//! Command-line interface for notebook
//!
//! This module defines the CLI structure using clap derive macros.
//! Each command group is implemented in its own submodule.

use std::path::PathBuf;

use clap::{Parser, Subcommand};

use crate::error::Result;

mod calc;
mod note;
mod search;
mod todo;

/// notebook - Digital Notebook
///
/// Notes, a to-do list, keyword search and a calculator, saved to JSON files
/// in the data directory.
#[derive(Parser, Debug)]
#[command(name = "notebook")]
#[command(author, version, about, long_about = None)]
#[command(propagate_version = true)]
pub struct Cli {
    /// Data directory holding notes.json and todos.json (defaults to current directory)
    #[arg(long, global = true, env = "NOTEBOOK_DIR")]
    pub dir: Option<PathBuf>,

    /// Output in JSON format
    #[arg(long, global = true)]
    pub json: bool,

    /// Suppress non-essential output
    #[arg(short, long, global = true)]
    pub quiet: bool,

    /// Enable verbose (debug) logging when RUST_LOG is unset
    #[arg(short, long, global = true)]
    pub verbose: bool,

    #[command(subcommand)]
    pub command: Commands,
}

/// Available subcommands
#[derive(Subcommand, Debug)]
pub enum Commands {
    /// Save, show, delete and list notes
    #[command(subcommand)]
    Note(NoteCommands),

    /// Manage the to-do list
    #[command(subcommand)]
    Todo(TodoCommands),

    /// Search notes by keyword (case-insensitive, title and content)
    Search {
        /// Keyword to look for
        keyword: String,
    },

    /// Evaluate an arithmetic expression (+ - * / and parentheses)
    Calc {
        /// Expression, e.g. "2+3*4"; several arguments are joined with spaces
        #[arg(required = true, num_args = 1.., allow_hyphen_values = true)]
        expression: Vec<String>,
    },

    /// Open the tabbed terminal interface
    Ui,
}

/// Note subcommands
#[derive(Subcommand, Debug)]
pub enum NoteCommands {
    /// Save a note, replacing any note with the same title
    Save {
        /// Note title
        title: String,

        /// Note content
        content: Option<String>,

        /// Read the content from a file
        #[arg(short = 'F', long, conflicts_with = "content")]
        file: Option<PathBuf>,
    },

    /// Print a note's content
    Show {
        /// Note title
        title: String,
    },

    /// Delete a note
    Rm {
        /// Note title
        title: String,
    },

    /// List saved note titles
    Ls,
}

/// To-do subcommands
#[derive(Subcommand, Debug)]
pub enum TodoCommands {
    /// Add a task
    Add {
        /// Task description
        #[arg(required = true, num_args = 1..)]
        description: Vec<String>,
    },

    /// List tasks with their positions
    Ls,

    /// Mark tasks done by position (1-based; unknown positions are ignored)
    Done {
        #[arg(required = true)]
        positions: Vec<usize>,
    },

    /// Delete tasks by position (1-based; unknown positions are ignored)
    Rm {
        #[arg(required = true)]
        positions: Vec<usize>,
    },
}

/// Data directory from `--dir`/`NOTEBOOK_DIR`, else the current directory
fn resolve_dir(dir: Option<PathBuf>) -> Result<PathBuf> {
    match dir {
        Some(path) => Ok(path),
        None => Ok(std::env::current_dir()?),
    }
}

/// Convert 1-based CLI positions into list indices; 0 can never match
fn to_indices(positions: &[usize]) -> Vec<usize> {
    positions
        .iter()
        .filter_map(|pos| pos.checked_sub(1))
        .collect()
}

impl Cli {
    /// Execute the CLI command
    pub fn run(self) -> Result<()> {
        let dir = resolve_dir(self.dir)?;
        match self.command {
            Commands::Note(cmd) => match cmd {
                NoteCommands::Save {
                    title,
                    content,
                    file,
                } => note::run_save(note::SaveOptions {
                    title,
                    content,
                    file,
                    dir,
                    json: self.json,
                    quiet: self.quiet,
                }),
                NoteCommands::Show { title } => note::run_show(note::ShowOptions {
                    title,
                    dir,
                    json: self.json,
                    quiet: self.quiet,
                }),
                NoteCommands::Rm { title } => note::run_rm(note::RmOptions {
                    title,
                    dir,
                    json: self.json,
                    quiet: self.quiet,
                }),
                NoteCommands::Ls => note::run_ls(note::LsOptions {
                    dir,
                    json: self.json,
                    quiet: self.quiet,
                }),
            },
            Commands::Todo(cmd) => match cmd {
                TodoCommands::Add { description } => todo::run_add(todo::AddOptions {
                    description: description.join(" "),
                    dir,
                    json: self.json,
                    quiet: self.quiet,
                }),
                TodoCommands::Ls => todo::run_ls(todo::LsOptions {
                    dir,
                    json: self.json,
                    quiet: self.quiet,
                }),
                TodoCommands::Done { positions } => todo::run_done(todo::SelectOptions {
                    indices: to_indices(&positions),
                    positions,
                    dir,
                    json: self.json,
                    quiet: self.quiet,
                }),
                TodoCommands::Rm { positions } => todo::run_rm(todo::SelectOptions {
                    indices: to_indices(&positions),
                    positions,
                    dir,
                    json: self.json,
                    quiet: self.quiet,
                }),
            },
            Commands::Search { keyword } => search::run(search::SearchOptions {
                keyword,
                dir,
                json: self.json,
                quiet: self.quiet,
            }),
            Commands::Calc { expression } => calc::run(calc::CalcOptions {
                expression: expression.join(" "),
                json: self.json,
                quiet: self.quiet,
            }),
            Commands::Ui => {
                let book = crate::book::Notebook::open(dir)?;
                crate::ui::run(book)
            }
        }
    }
}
━━━━━━━━━━━━━━━━
= PROBLEM TO WORK ON =
If a line of the data contains "ignored", it counts; report the number of such lines and nothing else.

= SOLVED EXERCISE =
2